The replication of Rous sarcoma virus (RSV) was demonstrated to require DNA synthesis only during the early stages of the infectious cycle. A specific inhibitor of DNA synthesis, d-arabinosyl cytosine (cytosine arabinoside), prevented virus growth if added within 8 hours after initial exposure of cells to RSV, but virus growth was unaffected by later addition of the antibiotic. The addition of puromycin or 2,6-diaminopurine riboside later than 8 hours after RSV prevented further increase of infectious virus, demonstrating that RNA and protein synthesis are continuously required for growth of RSV. Cells maintained on a serum-deficient medium lost the ability to synthesize DNA, while RNA and protein synthesis continued at a high rate. Cells infected after serum depletion yielded little virus if maintained on serum-deficient medium, but cells infected prior to serum depletion produced large quantities of virus for as long as 39 days after serum depletion.
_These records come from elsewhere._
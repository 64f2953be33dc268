//! Error types for the console pipeline.
//!
//! Script-level problems (calling an unknown function, referencing a missing
//! object) are not errors: the interpreter logs a warning and carries on with
//! an empty value. Everything here aborts the operation that produced it.

use std::io;
use std::path::PathBuf;

/// A lexer or parser failure. No code is generated for the file.
#[derive(Debug, Clone, PartialEq, thiserror::Error)]
#[error("{file}:{line}: syntax error: {message}")]
pub struct SyntaxError {
    pub file: String,
    pub line: u32,
    pub message: String,
}

#[derive(Debug, thiserror::Error)]
pub enum CompileError {
    #[error(transparent)]
    Syntax(#[from] SyntaxError),

    /// The precompile pass and the emit pass disagree on the code size.
    #[error("{file}: precompile sized {expected} words but compile emitted {actual}")]
    SizeMismatch {
        file: String,
        expected: u32,
        actual: u32,
    },

    #[error("{file}: precompile counted {expected} line breaks but compile recorded {actual}")]
    LineBreakMismatch {
        file: String,
        expected: u32,
        actual: u32,
    },

    #[error("jump label {0} was never bound")]
    UnboundLabel(usize),

    #[error("I/O error: {0}")]
    Io(#[from] io::Error),
}

#[derive(Debug, thiserror::Error)]
pub enum DsoError {
    #[error("unsupported DSO version: {0}")]
    UnsupportedVersion(u32),

    #[error("unexpected end of file")]
    UnexpectedEof,

    #[error("identifier patch at ip {ip} references string offset {offset} outside the table")]
    BadIdentPatch { offset: u32, ip: u32 },

    #[error("I/O error: {0}")]
    Io(io::Error),
}

impl From<io::Error> for DsoError {
    fn from(e: io::Error) -> Self {
        if e.kind() == io::ErrorKind::UnexpectedEof {
            DsoError::UnexpectedEof
        } else {
            DsoError::Io(e)
        }
    }
}

#[derive(Debug, Clone, PartialEq, thiserror::Error)]
pub enum DecodeError {
    #[error("invalid opcode {word:#x} at ip {ip}")]
    InvalidOpcode { ip: usize, word: u32 },

    #[error("invalid operand {word:#x} for instruction at ip {ip}")]
    InvalidOperand { ip: usize, word: u32 },

    #[error("instruction at ip {ip} runs past the end of the code")]
    Truncated { ip: usize },
}

#[derive(Debug, thiserror::Error)]
pub enum ExecError {
    #[error(transparent)]
    Decode(#[from] DecodeError),

    #[error("call depth exceeded {limit}")]
    StackOverflow { limit: usize },

    #[error("BREAK at ip {ip} has no line-break entry")]
    MissingBreakLine { ip: u32 },

    #[error("operand stack underflow at ip {ip}")]
    StackUnderflow { ip: u32 },

    #[error("constant {index} out of range at ip {ip}")]
    BadConstant { ip: u32, index: u32 },
}

#[derive(Debug, thiserror::Error)]
pub enum ConfigError {
    #[error("failed to read {path}: {source}")]
    Read { path: PathBuf, source: io::Error },

    #[error("failed to parse {path}: {source}")]
    Parse {
        path: PathBuf,
        source: toml::de::Error,
    },
}

/// Umbrella error returned by the public console API.
#[derive(Debug, thiserror::Error)]
pub enum ConsoleError {
    #[error(transparent)]
    Compile(#[from] CompileError),

    #[error(transparent)]
    Dso(#[from] DsoError),

    #[error(transparent)]
    Exec(#[from] ExecError),

    #[error(transparent)]
    Config(#[from] ConfigError),

    #[error("{path}: {source}")]
    Io { path: PathBuf, source: io::Error },

    #[error("console thread has shut down")]
    Disconnected,
}

impl From<SyntaxError> for ConsoleError {
    fn from(e: SyntaxError) -> Self {
        ConsoleError::Compile(CompileError::Syntax(e))
    }
}

#[cfg(test)]
mod tests {
    use super::*;

    #[test]
    fn test_syntax_error_display() {
        let e = SyntaxError {
            file: "main.cs".into(),
            line: 3,
            message: "expected ';'".into(),
        };
        assert_eq!(e.to_string(), "main.cs:3: syntax error: expected ';'");
    }

    #[test]
    fn test_eof_maps_to_unexpected_eof() {
        let e: DsoError = io::Error::from(io::ErrorKind::UnexpectedEof).into();
        assert!(matches!(e, DsoError::UnexpectedEof));
        let e: DsoError = io::Error::from(io::ErrorKind::PermissionDenied).into();
        assert!(matches!(e, DsoError::Io(_)));
    }
}
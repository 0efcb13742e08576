//! Error types

use thiserror::Error;

/// Failures of the key-value backend
#[derive(Debug, Error)]
pub enum StorageError {
    #[error("storage I/O failed: {0}")]
    Io(#[from] std::io::Error),

    #[error("failed to encode storage contents: {0}")]
    Serialize(#[from] serde_json::Error),

    /// Backend refuses access (disabled, quota exceeded)
    #[error("storage unavailable: {0}")]
    Unavailable(String),
}

/// Rejected selection requests
#[derive(Debug, Clone, PartialEq, Eq, Error)]
pub enum SelectionError {
    #[error("engine index {index} out of range (catalog has {len} engines)")]
    InvalidIndex { index: usize, len: usize },

    #[error("unknown engine: {0}")]
    UnknownEngine(String),

    #[error("engine catalog is empty")]
    EmptyCatalog,
}
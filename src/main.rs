//! Search-Selector command line entry point

use anyhow::{bail, Result};
use search_selector::{config, FileStore, SelectionStore, Settings};
use tracing::debug;
use tracing_subscriber::EnvFilter;

fn main() -> Result<()> {
    let args: Vec<String> = std::env::args().skip(1).collect();
    if matches!(args.first().map(String::as_str), Some("-h" | "--help")) {
        print_usage();
        return Ok(());
    }
    if matches!(args.first().map(String::as_str), Some("-V" | "--version")) {
        println!("search-selector {}", search_selector::VERSION);
        return Ok(());
    }

    // Settings load under a temporary subscriber; RUST_LOG overrides general.debug
    let settings = {
        let _guard = tracing::subscriber::set_default(subscriber(false));
        config::load()?
    };
    tracing::subscriber::set_global_default(subscriber(settings.general.debug))?;

    run(&settings, &args)
}

fn subscriber(debug: bool) -> impl tracing::Subscriber + Send + Sync {
    let default = if debug { "debug" } else { "info" };
    let filter = EnvFilter::try_from_default_env().unwrap_or_else(|_| EnvFilter::new(default));
    tracing_subscriber::fmt()
        .with_env_filter(filter)
        .with_target(false)
        .with_writer(std::io::stderr)
        .finish()
}

fn run(settings: &Settings, args: &[String]) -> Result<()> {
    let storage = FileStore::open(&settings.storage.path);
    debug!("Using preference file {}", storage.path().display());

    let mut store = SelectionStore::open(Default::default(), storage, settings.storage.key.as_str())?;

    match args.first().map(String::as_str) {
        None | Some("current") => {
            let engine = store.current_engine();
            println!("{} {} ({})", store.current_index(), engine.name, engine.id);
        }
        Some("list") => {
            for (i, engine) in store.engines().iter().enumerate() {
                let marker = if i == store.current_index() { '*' } else { ' ' };
                println!("{} {} {} ({}) {}", marker, i, engine.name, engine.id, engine.url_template);
            }
        }
        Some("use") => {
            let Some(target) = args.get(1) else {
                bail!("usage: search-selector use <index|id>");
            };
            match target.parse::<usize>() {
                Ok(index) => store.select(index)?,
                Err(_) => store.select_by_id(target)?,
            }
            let engine = store.current_engine();
            println!("{} {} ({})", store.current_index(), engine.name, engine.id);
        }
        Some("url") => {
            if args.len() < 2 {
                bail!("usage: search-selector url <query...>");
            }
            println!("{}", store.search_url(&args[1..].join(" ")));
        }
        Some(other) => {
            print_usage();
            bail!("unknown command: {}", other);
        }
    }

    Ok(())
}

/// Print usage information
fn print_usage() {
    println!(
        r#"
Search-Selector v{}
Persisted choice of the active search engine

USAGE:
    search-selector [COMMAND]

COMMANDS:
    current              Show the current engine (default)
    list                 List all engines, marking the current one
    use <index|id>       Select an engine and remember it
    url <query...>       Print the search URL for a query

ENVIRONMENT VARIABLES:
    SEARCH_SELECTOR_SETTINGS_PATH  Path to settings.yml
    SEARCH_SELECTOR_DEBUG          Enable debug logging (true/false)
    SEARCH_SELECTOR_STORAGE_PATH   Preference file location
    SEARCH_SELECTOR_STORAGE_KEY    Key the selection is stored under
"#,
        search_selector::VERSION
    );
}
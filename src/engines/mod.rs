//! Search engine module
//!
//! Defines the Engine record and the ordered catalog the selection indexes into.

mod catalog;
mod engine;

pub use catalog::Catalog;
pub use engine::{Engine, QUERY_PLACEHOLDER};
//! In-memory key-value store

use super::KeyValueStore;
use crate::error::StorageError;
use std::collections::HashMap;

/// HashMap-backed store
///
/// Writes can be switched off to behave like a disabled or full backend.
#[derive(Debug, Clone, Default)]
pub struct MemoryStore {
    entries: HashMap<String, String>,
    read_only: bool,
}

impl MemoryStore {
    pub fn new() -> Self {
        Self::default()
    }

    /// Create a store preloaded with one entry
    pub fn with_entry(key: impl Into<String>, value: impl Into<String>) -> Self {
        let mut entries = HashMap::new();
        entries.insert(key.into(), value.into());
        Self {
            entries,
            read_only: false,
        }
    }

    /// Make every subsequent write fail with [`StorageError::Unavailable`]
    pub fn set_read_only(&mut self, read_only: bool) {
        self.read_only = read_only;
    }
}

impl KeyValueStore for MemoryStore {
    fn get(&self, key: &str) -> Result<Option<String>, StorageError> {
        Ok(self.entries.get(key).cloned())
    }

    fn set(&mut self, key: &str, value: &str) -> Result<(), StorageError> {
        if self.read_only {
            return Err(StorageError::Unavailable("store is read-only".to_string()));
        }
        self.entries.insert(key.to_string(), value.to_string());
        Ok(())
    }
}

#[cfg(test)]
mod tests {
    use super::*;

    #[test]
    fn test_get_set() {
        let mut store = MemoryStore::new();
        assert_eq!(store.get("k").unwrap(), None);

        store.set("k", "1").unwrap();
        store.set("k", "2").unwrap();
        assert_eq!(store.get("k").unwrap().as_deref(), Some("2"));
    }

    #[test]
    fn test_read_only_rejects_writes() {
        let mut store = MemoryStore::with_entry("k", "1");
        store.set_read_only(true);

        assert!(matches!(store.set("k", "2"), Err(StorageError::Unavailable(_))));
        assert_eq!(store.get("k").unwrap().as_deref(), Some("1"));
    }
}
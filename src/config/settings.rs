//! Settings structures for search-selector configuration

use crate::selection::SELECTION_KEY;
use anyhow::Result;
use serde::{Deserialize, Serialize};
use std::path::{Path, PathBuf};

/// Main settings structure, loaded from settings.yml
#[derive(Debug, Clone, Default, Serialize, Deserialize)]
#[serde(default)]
pub struct Settings {
    pub general: GeneralSettings,
    pub storage: StorageSettings,
}

impl Settings {
    /// Load settings from a YAML file
    pub fn from_file<P: AsRef<Path>>(path: P) -> Result<Self> {
        let content = std::fs::read_to_string(path)?;
        let settings: Settings = serde_yaml::from_str(&content)?;
        Ok(settings)
    }

    /// Merge with environment variables (SEARCH_SELECTOR_* prefix)
    pub fn merge_env(&mut self) {
        self.merge_vars(|name| std::env::var(name).ok());
    }

    fn merge_vars(&mut self, var: impl Fn(&str) -> Option<String>) {
        if let Some(val) = var("SEARCH_SELECTOR_DEBUG") {
            self.general.debug = val.parse().unwrap_or(false);
        }
        if let Some(val) = var("SEARCH_SELECTOR_STORAGE_PATH") {
            self.storage.path = PathBuf::from(val);
        }
        if let Some(val) = var("SEARCH_SELECTOR_STORAGE_KEY") {
            if !val.is_empty() {
                self.storage.key = val;
            }
        }
    }
}

/// General settings
#[derive(Debug, Clone, Default, Serialize, Deserialize)]
#[serde(default)]
pub struct GeneralSettings {
    /// Enable debug logging
    pub debug: bool,
}

/// Preference storage settings
#[derive(Debug, Clone, Serialize, Deserialize)]
#[serde(default)]
pub struct StorageSettings {
    /// Preference file location
    pub path: PathBuf,
    /// Key the selected engine index is stored under
    pub key: String,
}

impl Default for StorageSettings {
    fn default() -> Self {
        Self {
            path: default_storage_path(),
            key: SELECTION_KEY.to_string(),
        }
    }
}

fn default_storage_path() -> PathBuf {
    dirs::data_dir()
        .map(|p| p.join("search-selector"))
        .unwrap_or_default()
        .join("preferences.json")
}

#[cfg(test)]
mod tests {
    use super::*;
    use std::collections::HashMap;

    #[test]
    fn test_default_settings() {
        let settings = Settings::default();
        assert!(!settings.general.debug);
        assert_eq!(settings.storage.key, "selectedSearchEngineIndex");
        assert!(settings.storage.path.ends_with("preferences.json"));
    }

    #[test]
    fn test_partial_yaml_keeps_defaults() {
        let dir = tempfile::tempdir().unwrap();
        let path = dir.path().join("settings.yml");
        std::fs::write(&path, "general:\n  debug: true\nstorage:\n  path: /tmp/prefs.json\n").unwrap();

        let settings = Settings::from_file(&path).unwrap();
        assert!(settings.general.debug);
        assert_eq!(settings.storage.path, PathBuf::from("/tmp/prefs.json"));
        assert_eq!(settings.storage.key, SELECTION_KEY);
    }

    #[test]
    fn test_env_overrides() {
        let vars: HashMap<&str, &str> = [
            ("SEARCH_SELECTOR_DEBUG", "true"),
            ("SEARCH_SELECTOR_STORAGE_PATH", "/var/lib/prefs.json"),
            ("SEARCH_SELECTOR_STORAGE_KEY", ""),
        ]
        .into_iter()
        .collect();

        let mut settings = Settings::default();
        settings.merge_vars(|name| vars.get(name).map(|v| v.to_string()));

        assert!(settings.general.debug);
        assert_eq!(settings.storage.path, PathBuf::from("/var/lib/prefs.json"));
        assert_eq!(settings.storage.key, SELECTION_KEY);
    }
}
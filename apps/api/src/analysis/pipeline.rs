//! Deck scoring pipeline — turns raw deck text into a bounds-checked
//! `DeckAnalysis`: prompt construction, one provider call, best-effort JSON
//! recovery from the response text, defensive normalization, assembly.

use chrono::Utc;
use serde_json::Value;
use thiserror::Error;
use uuid::Uuid;

use crate::analysis::prompts::{ANALYSIS_PROMPT_TEMPLATE, ANALYSIS_SYSTEM};
use crate::errors::AppError;
use crate::llm_client::{LlmClient, LlmError};
use crate::models::analysis::{
    ActionableItem, AnalysisInsights, Category, DeckAnalysis, InvestmentScores, Priority,
};

/// Category weights for the derived overall score, in `Category::ALL` order.
/// Applied only when the provider omits overall (or scores it 0); a
/// provider-supplied positive overall is kept as-is. Weights sum to 1.00.
pub const OVERALL_WEIGHTS: [f64; 9] = [0.15, 0.15, 0.15, 0.12, 0.15, 0.10, 0.08, 0.05, 0.05];

#[derive(Debug, Error)]
pub enum AnalysisError {
    #[error("provider call failed: {0}")]
    Provider(#[from] LlmError),

    #[error("no JSON object found in analysis response")]
    NoJsonObject,

    #[error("malformed JSON in analysis response: {0}")]
    MalformedPayload(#[from] serde_json::Error),

    #[error("analysis response is missing the `{0}` object")]
    MissingSection(&'static str),
}

impl From<AnalysisError> for AppError {
    fn from(err: AnalysisError) -> Self {
        match err {
            AnalysisError::Provider(e) => AppError::Llm(format!("Deck analysis failed: {e}")),
            e => AppError::Llm(format!("Failed to parse analysis result: {e}")),
        }
    }
}

/// Runs the full pipeline for one deck. All-or-nothing: any provider or
/// parse failure is terminal and no partial analysis is returned.
pub async fn analyze_deck(
    deck_text: &str,
    file_name: Option<String>,
    user_id: Uuid,
    llm: &LlmClient,
) -> Result<DeckAnalysis, AnalysisError> {
    let prompt = build_analysis_prompt(deck_text);
    let raw = llm.call(&prompt, ANALYSIS_SYSTEM).await?;

    let span = extract_json_object(&raw).ok_or(AnalysisError::NoJsonObject)?;
    let parsed: Value = serde_json::from_str(span)?;

    let scores = normalize_scores(&parsed)?;
    let insights = normalize_insights(&parsed)?;
    let recommendations = string_seq(parsed.get("recommendations"));

    Ok(DeckAnalysis {
        id: Uuid::new_v4(),
        user_id,
        file_name,
        file_url: None,
        scores,
        insights,
        recommendations,
        created_at: Utc::now(),
        is_premium: false,
    })
}

/// Pure prompt construction: the deck text is substituted verbatim into the
/// fixed template.
pub fn build_analysis_prompt(deck_text: &str) -> String {
    ANALYSIS_PROMPT_TEMPLATE.replace("{deck_text}", deck_text)
}

/// Locates the widest outer-brace span in free text — the model is asked for
/// JSON but not guaranteed to return only JSON.
pub fn extract_json_object(text: &str) -> Option<&str> {
    let start = text.find('{')?;
    let end = text.rfind('}')?;
    if end < start {
        return None;
    }
    Some(&text[start..=end])
}

/// Clamps a raw provider score into [0, 100], treating absent or non-numeric
/// values as 0.
pub fn clamp_score(raw: Option<f64>) -> u32 {
    raw.unwrap_or(0.0).clamp(0.0, 100.0).round() as u32
}

/// Derived overall: fixed weighted sum of the nine category scores, rounded.
pub fn weighted_overall(scores: &InvestmentScores) -> u32 {
    let values = [
        scores.problem,
        scores.solution,
        scores.market,
        scores.business_model,
        scores.traction,
        scores.team,
        scores.financials,
        scores.competition,
        scores.presentation,
    ];
    values
        .iter()
        .zip(OVERALL_WEIGHTS)
        .map(|(score, weight)| f64::from(*score) * weight)
        .sum::<f64>()
        .round() as u32
}

/// Normalizes the `scores` object. Individual fields default to 0 and clamp
/// into range; a missing `scores` object altogether is a shape failure.
///
/// An overall of 0 always triggers the weighted fallback — the wire contract
/// cannot distinguish "scored 0" from "omitted".
pub fn normalize_scores(parsed: &Value) -> Result<InvestmentScores, AnalysisError> {
    let raw = parsed
        .get("scores")
        .ok_or(AnalysisError::MissingSection("scores"))?;

    let mut scores = InvestmentScores {
        overall: read_score(raw, "overall"),
        problem: read_score(raw, "problem"),
        solution: read_score(raw, "solution"),
        market: read_score(raw, "market"),
        business_model: read_score(raw, "businessModel"),
        traction: read_score(raw, "traction"),
        team: read_score(raw, "team"),
        financials: read_score(raw, "financials"),
        competition: read_score(raw, "competition"),
        presentation: read_score(raw, "presentation"),
    };

    if scores.overall == 0 {
        scores.overall = weighted_overall(&scores);
    }

    Ok(scores)
}

fn read_score(scores: &Value, key: &str) -> u32 {
    clamp_score(scores.get(key).and_then(Value::as_f64))
}

/// Normalizes the `insights` object. Sequences copy verbatim-or-empty and
/// actionable items get per-field defaults; a missing `insights` object
/// altogether is a shape failure.
pub fn normalize_insights(parsed: &Value) -> Result<AnalysisInsights, AnalysisError> {
    let raw = parsed
        .get("insights")
        .ok_or(AnalysisError::MissingSection("insights"))?;

    let actionable_items = raw
        .get("actionableItems")
        .and_then(Value::as_array)
        .map(|items| items.iter().map(normalize_actionable_item).collect())
        .unwrap_or_default();

    Ok(AnalysisInsights {
        strengths: string_seq(raw.get("strengths")),
        weaknesses: string_seq(raw.get("weaknesses")),
        actionable_items,
        market_analysis: string_field(raw, "marketAnalysis"),
        competitive_advantage: string_field(raw, "competitiveAdvantage"),
    })
}

fn normalize_actionable_item(item: &Value) -> ActionableItem {
    ActionableItem {
        category: item
            .get("category")
            .and_then(Value::as_str)
            .and_then(Category::parse)
            .unwrap_or(Category::Presentation),
        priority: item
            .get("priority")
            .and_then(Value::as_str)
            .and_then(Priority::parse)
            .unwrap_or_default(),
        description: string_field(item, "description"),
        impact: string_field(item, "impact"),
    }
}

fn string_seq(value: Option<&Value>) -> Vec<String> {
    value
        .and_then(Value::as_array)
        .map(|items| {
            items
                .iter()
                .filter_map(|v| v.as_str().map(String::from))
                .collect()
        })
        .unwrap_or_default()
}

fn string_field(value: &Value, key: &str) -> String {
    value
        .get(key)
        .and_then(Value::as_str)
        .unwrap_or_default()
        .to_string()
}

#[cfg(test)]
mod tests {
    use super::*;
    use serde_json::json;

    fn payload(scores: Value) -> Value {
        json!({ "scores": scores, "insights": {}, "recommendations": [] })
    }

    #[test]
    fn test_clamp_score_bounds() {
        assert_eq!(clamp_score(None), 0);
        assert_eq!(clamp_score(Some(-5.0)), 0);
        assert_eq!(clamp_score(Some(150.0)), 100);
        assert_eq!(clamp_score(Some(72.4)), 72);
        assert_eq!(clamp_score(Some(100.0)), 100);
    }

    #[test]
    fn test_weights_sum_to_one() {
        let sum: f64 = OVERALL_WEIGHTS.iter().sum();
        assert!((sum - 1.0).abs() < 1e-9, "weights sum to {sum}");
    }

    #[test]
    fn test_extract_json_object_widest_span() {
        let text = "Here you go:\n{\"a\": {\"b\": 1}}\nHope that helps!";
        assert_eq!(extract_json_object(text), Some("{\"a\": {\"b\": 1}}"));
    }

    #[test]
    fn test_extract_json_object_none_when_absent() {
        assert_eq!(extract_json_object("no json here"), None);
        assert_eq!(extract_json_object("} backwards {"), None);
    }

    #[test]
    fn test_overall_falls_back_to_weighted_sum() {
        // 0.15*80 + 0.15*70 + 0.15*60 + 0.12*50 + 0.15*40 + 0.10*90
        //   + 0.08*30 + 0.05*20 + 0.05*10 = 56.4 -> 56
        let parsed = payload(json!({
            "problem": 80, "solution": 70, "market": 60, "businessModel": 50,
            "traction": 40, "team": 90, "financials": 30, "competition": 20,
            "presentation": 10, "overall": 0
        }));
        let scores = normalize_scores(&parsed).unwrap();
        assert_eq!(scores.overall, 56);
    }

    #[test]
    fn test_provider_overall_wins_over_weights() {
        let parsed = payload(json!({
            "problem": 80, "solution": 70, "market": 60, "businessModel": 50,
            "traction": 40, "team": 90, "financials": 30, "competition": 20,
            "presentation": 10, "overall": 77
        }));
        let scores = normalize_scores(&parsed).unwrap();
        assert_eq!(scores.overall, 77);
    }

    #[test]
    fn test_missing_and_out_of_range_fields_normalize() {
        let parsed = payload(json!({
            "problem": -12, "solution": 250, "market": "high", "overall": 0
        }));
        let scores = normalize_scores(&parsed).unwrap();
        assert_eq!(scores.problem, 0);
        assert_eq!(scores.solution, 100);
        assert_eq!(scores.market, 0);
        assert_eq!(scores.traction, 0);
        // fallback over the clamped values: 0.15 * 100 = 15
        assert_eq!(scores.overall, 15);
    }

    #[test]
    fn test_missing_scores_object_is_terminal() {
        let parsed = json!({ "insights": {} });
        assert!(matches!(
            normalize_scores(&parsed),
            Err(AnalysisError::MissingSection("scores"))
        ));
    }

    #[test]
    fn test_missing_insights_object_is_terminal() {
        let parsed = json!({ "scores": {} });
        assert!(matches!(
            normalize_insights(&parsed),
            Err(AnalysisError::MissingSection("insights"))
        ));
    }

    #[test]
    fn test_well_formed_payload_round_trips() {
        let parsed = json!({
            "scores": {
                "overall": 82, "problem": 85, "solution": 80, "market": 78,
                "businessModel": 75, "traction": 88, "team": 90,
                "financials": 70, "competition": 72, "presentation": 84
            },
            "insights": {
                "strengths": ["clear problem", "strong team"],
                "weaknesses": ["thin financials"],
                "actionableItems": [{
                    "category": "financials",
                    "priority": "high",
                    "description": "add unit economics",
                    "impact": "credibility with investors"
                }],
                "marketAnalysis": "growing market",
                "competitiveAdvantage": "network effects"
            },
            "recommendations": ["tighten the ask"]
        });

        let scores = normalize_scores(&parsed).unwrap();
        assert_eq!(scores.overall, 82);
        assert_eq!(scores.team, 90);

        let insights = normalize_insights(&parsed).unwrap();
        assert_eq!(insights.strengths, vec!["clear problem", "strong team"]);
        assert_eq!(insights.actionable_items.len(), 1);
        assert_eq!(insights.actionable_items[0].category, Category::Financials);
        assert_eq!(insights.actionable_items[0].priority, Priority::High);
        assert_eq!(insights.market_analysis, "growing market");

        assert_eq!(string_seq(parsed.get("recommendations")), vec!["tighten the ask"]);
    }

    #[test]
    fn test_missing_actionable_items_yields_empty_sequence() {
        let parsed = json!({
            "insights": { "strengths": ["s"], "weaknesses": [] }
        });
        let insights = normalize_insights(&parsed).unwrap();
        assert!(insights.actionable_items.is_empty());
        assert_eq!(insights.market_analysis, "");
    }

    #[test]
    fn test_actionable_item_defaults() {
        let parsed = json!({
            "insights": {
                "actionableItems": [
                    { "category": "growth", "priority": "urgent" },
                    {}
                ]
            }
        });
        let insights = normalize_insights(&parsed).unwrap();
        for item in &insights.actionable_items {
            assert_eq!(item.category, Category::Presentation);
            assert_eq!(item.priority, Priority::Medium);
            assert_eq!(item.description, "");
            assert_eq!(item.impact, "");
        }
    }

    #[test]
    fn test_string_seq_skips_non_strings() {
        let value = json!(["keep", 42, null, "also keep"]);
        assert_eq!(string_seq(Some(&value)), vec!["keep", "also keep"]);
        assert!(string_seq(None).is_empty());
    }

    #[test]
    fn test_app_error_surface_distinguishes_parse_from_provider() {
        let parse_err = AppError::from(AnalysisError::NoJsonObject);
        assert!(matches!(&parse_err, AppError::Llm(msg) if msg.contains("Failed to parse analysis result")));

        let provider_err = AppError::from(AnalysisError::Provider(LlmError::EmptyContent));
        assert!(matches!(&provider_err, AppError::Llm(msg) if msg.contains("Deck analysis failed")));
    }

    #[test]
    fn test_prompt_embeds_deck_text_verbatim() {
        let deck = "Problem: inventory} is {hard";
        let prompt = build_analysis_prompt(deck);
        assert!(prompt.contains(deck));
        assert!(!prompt.contains("{deck_text}"));
    }
}
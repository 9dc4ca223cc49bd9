use axum::{
    http::StatusCode,
    response::{IntoResponse, Response},
    Json,
};
use serde_json::json;
use thiserror::Error;

/// Application-level error type.
/// Implements `IntoResponse` so Axum handlers can return `Result<T, AppError>`.
#[derive(Debug, Error)]
pub enum AppError {
    #[error("Not found: {0}")]
    NotFound(String),

    #[error("Validation error: {0}")]
    Validation(String),

    #[error("Unauthorized")]
    Unauthorized,

    #[error("Database error: {0}")]
    Database(#[from] sqlx::Error),

    #[error("Session store error: {0}")]
    Session(#[from] redis::RedisError),

    #[error("LLM error: {0}")]
    Llm(String),

    #[error("S3 error: {0}")]
    S3(String),

    #[error("Internal server error: {0}")]
    Internal(#[from] anyhow::Error),
}

impl IntoResponse for AppError {
    fn into_response(self) -> Response {
        let (status, code, message) = match &self {
            AppError::NotFound(msg) => (StatusCode::NOT_FOUND, "NOT_FOUND", msg.clone()),
            AppError::Validation(msg) => (StatusCode::BAD_REQUEST, "VALIDATION_ERROR", msg.clone()),
            AppError::Unauthorized => (
                StatusCode::UNAUTHORIZED,
                "UNAUTHORIZED",
                "Authentication required".to_string(),
            ),
            AppError::Database(e) => {
                tracing::error!("Database error: {e}");
                (
                    StatusCode::INTERNAL_SERVER_ERROR,
                    "DATABASE_ERROR",
                    "A database error occurred".to_string(),
                )
            }
            AppError::Session(e) => {
                tracing::error!("Session store error: {e}");
                (
                    StatusCode::INTERNAL_SERVER_ERROR,
                    "SESSION_ERROR",
                    "A session store error occurred".to_string(),
                )
            }
            AppError::Llm(msg) => {
                tracing::error!("LLM error: {msg}");
                (
                    StatusCode::INTERNAL_SERVER_ERROR,
                    "LLM_ERROR",
                    "Failed to analyze deck. Please try again.".to_string(),
                )
            }
            AppError::S3(msg) => {
                tracing::error!("S3 error: {msg}");
                (
                    StatusCode::INTERNAL_SERVER_ERROR,
                    "S3_ERROR",
                    "A storage error occurred".to_string(),
                )
            }
            AppError::Internal(e) => {
                tracing::error!("Internal error: {e:?}");
                (
                    StatusCode::INTERNAL_SERVER_ERROR,
                    "INTERNAL_ERROR",
                    "An internal server error occurred".to_string(),
                )
            }
        };

        let body = Json(json!({
            "error": {
                "code": code,
                "message": message
            }
        }));

        (status, body).into_response()
    }
}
These experiments support the interpretation of antimetabolite data and demonstrate that the DNA required for virus replication is not a “pool” of DNA synthesized early in infection and incorporated later into virions. A requirement for protein synthesis during the early phase of RSV-infection was examined using puromycin and d-arabinosyl cytosine. The DNA-synthetic phase proceeded in the presence of puromycin, demonstrating that preexisting cellular enzymes are sufficient to establish the required DNA.